Paying vendors and getting paid by customers via a bank is now faster and less expensive than ever. When using pay-by-bank, money flows directly from a checking or savings account to a merchant, bypassing credit card networks and hefty fees. Thanks to the use of real-time technology, payments settle instantly or close to it, instead of taking days.

The new and improved speeds, combined with shifting consumer payment trends—particularly among merchants and younger consumers who are increasingly avoiding credit cards and their associated costs—are creating fertile ground for pay-by-bank.

Accelerated payment processing solutions

The Automated Clearing House (ACH) network has been the backbone of U.S. payments for decades, moving trillions of dollars each year. Though traditional ACH settlement takes a couple of days, the network has been upgraded with the rollout of Same Day ACH. A separate instant payment network, Real-Time Payments (RTP), was introduced by a consortium of banks in 2017, and the Federal Reserve rolled out its own instant payment network, FedNow, in 2023.

Same Day ACH and instant payment innovations provide the underlying technology that make pay-by-bank so attractive in the current payments environment, providing faster payment rails for customers to transmit payments to merchants directly from their bank accounts. Many businesses now accept pay-by-bank both online and at the point of sale, often through QR codes or other interfaces. Merchants that rely on in-person transactions, such as gas stations or grocery stores, are investing in point-of-sale technologies that enable their customers to use pay-by-bank. Some merchants have integrated wallet payment solutions, such as Apple Pay or Google Wallet, allowing customers to simply scan and pay with their phones. Pay-by-bank can be extended at the register with these solutions and offers a similar experience to credit card payments.

Merchants appreciate the speed since it means they get paid right away, improving operational efficiency and cash flow.

“There’s been a considerable investment to enable faster pay-by-bank solutions enabling U.S. businesses to reap the same benefits European countries have had for decades,” said Adam Steenhard, vice president of go-to-market strategy and enablement at Fifth Third Bank. “The rise of account-to-account payments and digital wallets gives businesses and consumers more spending options.”

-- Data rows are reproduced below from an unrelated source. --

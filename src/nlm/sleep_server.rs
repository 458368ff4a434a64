//! Server-side sleeping-request registry (spec section 4.4): the per-vhold
//! list of blocked `SETLKW` operations pending grant or cancel.

use super::vfs::LockRange;
use super::vhold::Vhold;

/// Identifies one blocked `SETLKW` by the 4-tuple `(l_start, l_len, l_pid,
/// l_type)`.
#[derive(Debug, Clone, PartialEq, Eq)]
pub struct SleepingRequest {
    offset: u64,
    len: u64,
    pid: u32,
    exclusive: bool,
}

impl From<&LockRange> for SleepingRequest {
    fn from(range: &LockRange) -> Self {
        Self { offset: range.offset, len: range.len, pid: range.pid, exclusive: range.exclusive }
    }
}

/// Outcome of [`register`]: whether this call owns the wait, or an
/// identical request was already registered by someone else.
#[derive(Debug, Clone, Copy, PartialEq, Eq)]
pub enum Registered {
    Owned,
    AlreadyRegistered,
}

/// Registers a blocked request on `vhold`. Idempotent on exact match: if an
/// equal `(offset, len, pid, exclusive)` entry already exists, the duplicate
/// caller is told so and must return without starting its own wait (spec
/// section 4.4: "the original handler owns the wait").
pub async fn register(vhold: &Vhold, lock: &LockRange) -> Registered {
    let candidate = SleepingRequest::from(lock);
    let mut sleeping = vhold.sleeping.lock().await;
    if sleeping.contains(&candidate) {
        return Registered::AlreadyRegistered;
    }
    sleeping.push(candidate);
    Registered::Owned
}

/// Removes a matching entry, returning whether one was found. Used directly
/// by `CANCEL` to learn whether it actually cancelled a wait (spec section
/// 4.11).
pub async fn unregister(vhold: &Vhold, lock: &LockRange) -> bool {
    let target = SleepingRequest::from(lock);
    let mut sleeping = vhold.sleeping.lock().await;
    if let Some(pos) = sleeping.iter().position(|entry| entry == &target) {
        sleeping.remove(pos);
        true
    } else {
        false
    }
}

/// Forced cleanup (spec section 4.4/4.8): collects every entry under the
/// lock and hands them back so the caller can drop them after releasing any
/// other locks it holds.
pub async fn drain(vhold: &Vhold) -> Vec<SleepingRequest> {
    let mut sleeping = vhold.sleeping.lock().await;
    std::mem::take(&mut *sleeping)
}

#[cfg(test)]
mod tests {
    use super::*;
    use crate::nlm::vfs::VfsHandle;
    use crate::nlm::vhold::VholdTable;

    fn range(offset: u64) -> LockRange {
        LockRange { offset, len: 10, pid: 1, exclusive: true, owner: vec![1, 2, 3] }
    }

    #[tokio::test(flavor = "current_thread")]
    async fn register_then_unregister_leaves_list_empty() {
        let vhold = VholdTable::new_vhold(VfsHandle(b"f".to_vec()));
        assert_eq!(register(&vhold, &range(0)).await, Registered::Owned);
        assert!(unregister(&vhold, &range(0)).await);
        assert!(vhold.sleeping.lock().await.is_empty());
    }

    #[tokio::test(flavor = "current_thread")]
    async fn duplicate_register_is_rejected() {
        let vhold = VholdTable::new_vhold(VfsHandle(b"f".to_vec()));
        assert_eq!(register(&vhold, &range(0)).await, Registered::Owned);
        assert_eq!(register(&vhold, &range(0)).await, Registered::AlreadyRegistered);
        assert_eq!(vhold.sleeping.lock().await.len(), 1);
    }

    #[tokio::test(flavor = "current_thread")]
    async fn unregister_nonexistent_reports_no_match() {
        let vhold = VholdTable::new_vhold(VfsHandle(b"f".to_vec()));
        assert!(!unregister(&vhold, &range(0)).await);
    }

    #[tokio::test(flavor = "current_thread")]
    async fn drain_empties_the_list_and_returns_contents() {
        let vhold = VholdTable::new_vhold(VfsHandle(b"f".to_vec()));
        register(&vhold, &range(0)).await;
        register(&vhold, &range(100)).await;
        let drained = drain(&vhold).await;
        assert_eq!(drained.len(), 2);
        assert!(vhold.sleeping.lock().await.is_empty());
    }
}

Lowering the cost of payments

Speed isn’t the only reason both merchants and consumers are flocking to bank payments. There’s also a lower cost. Credit card interchange fees have long been an accepted cost of doing business, but business owners increasingly see opportunity to cut costs by discouraging credit card payments.

Card processing fees typically run 2% to 3% per transaction, which can cut into margins quickly. ACH payments, by contrast, can cost less than $1 for many transactions. According to the Nilson Report, U.S. merchants paid $187.2 billion in card processing fees in 2024. Of that total, merchants paid $148.52 billion in fees to process credit cards and $38.68 billion to process debit and prepaid cards.

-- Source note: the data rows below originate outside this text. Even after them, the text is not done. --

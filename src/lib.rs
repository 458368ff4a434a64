//! Network Lock Manager (NLM) core: the host/vhold bookkeeping, sleeping-lock
//! queues, status-monitor integration and GC that sit behind a server's
//! NLM and NSM procedure handlers.
//!
//! This crate does not own a transport or a virtual filesystem — callers
//! supply both (`nlm::transport::Transport` and `nlm::vfs::LocalLockEngine`)
//! and drive `nlm::engine::Engine` from whatever RPC dispatch they already
//! run.

pub mod config;
pub mod error;
pub mod nlm;
pub mod nsm;

pub use error::{Error, Result};
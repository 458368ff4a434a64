//! Defines NSM [`SM_STAT`] interface (Procedure 1).
//!
//! As defined in XNFS, Version 3W (Open Group Technical Standard)
//! <https://pubs.opengroup.org/onlinepubs/9629799/SM_STAT.htm>.

use async_trait::async_trait;

use super::{HostName, HostState};

/// Success result, meaning the NSM AGREED to monitor the specified host.
pub struct Success {
    /// State number of the local NSM host.
    pub nsm_state: HostState,
}

/// Fail result, meaning the NSM is NOT ABLE to monitor the specified host.
pub struct Fail {
    /// State number of the local NSM host.
    pub host_state: HostState,
}

pub type Result = std::result::Result<Success, Fail>;

/// Defines callback to pass [`Stat::stat`] result into.
#[async_trait]
pub trait Promise: Send {
    async fn keep(self, promise: Result);
}

#[async_trait]
pub trait Stat {
    /// Tests to see whether the NSM agrees to monitor the given host.
    ///
    /// # Parameters:
    /// * `host_name` --- Name of the host to monitor.
    ///
    /// Note: implementations should not rely on this procedure being operative.
    /// In many current implementations of the NSM it will always return a `Fail` status.
    async fn stat(&self, host_name: HostName, promise: impl Promise);
}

The average U.S. small business spends thousands a year on card processing fees. Increasingly, restaurants, retailers and other businesses are passing those fees to consumers at checkout. Consumers, especially younger ones, are reacting to this by shying away from credit cards. While credit cards still account for about 35% of consumer payment transactions, according to an annual study by the Federal Reserve, debit cards and alternative methods like pay-by-bank are not far behind, accounting for about 30%. Many consumers want to avoid surcharges on credit card use and interest charges if they keep a balance.

"We’re seeing a trend of consumers using different payment options to avoid some of the historical downsides of credit card spending,” said Steenhard.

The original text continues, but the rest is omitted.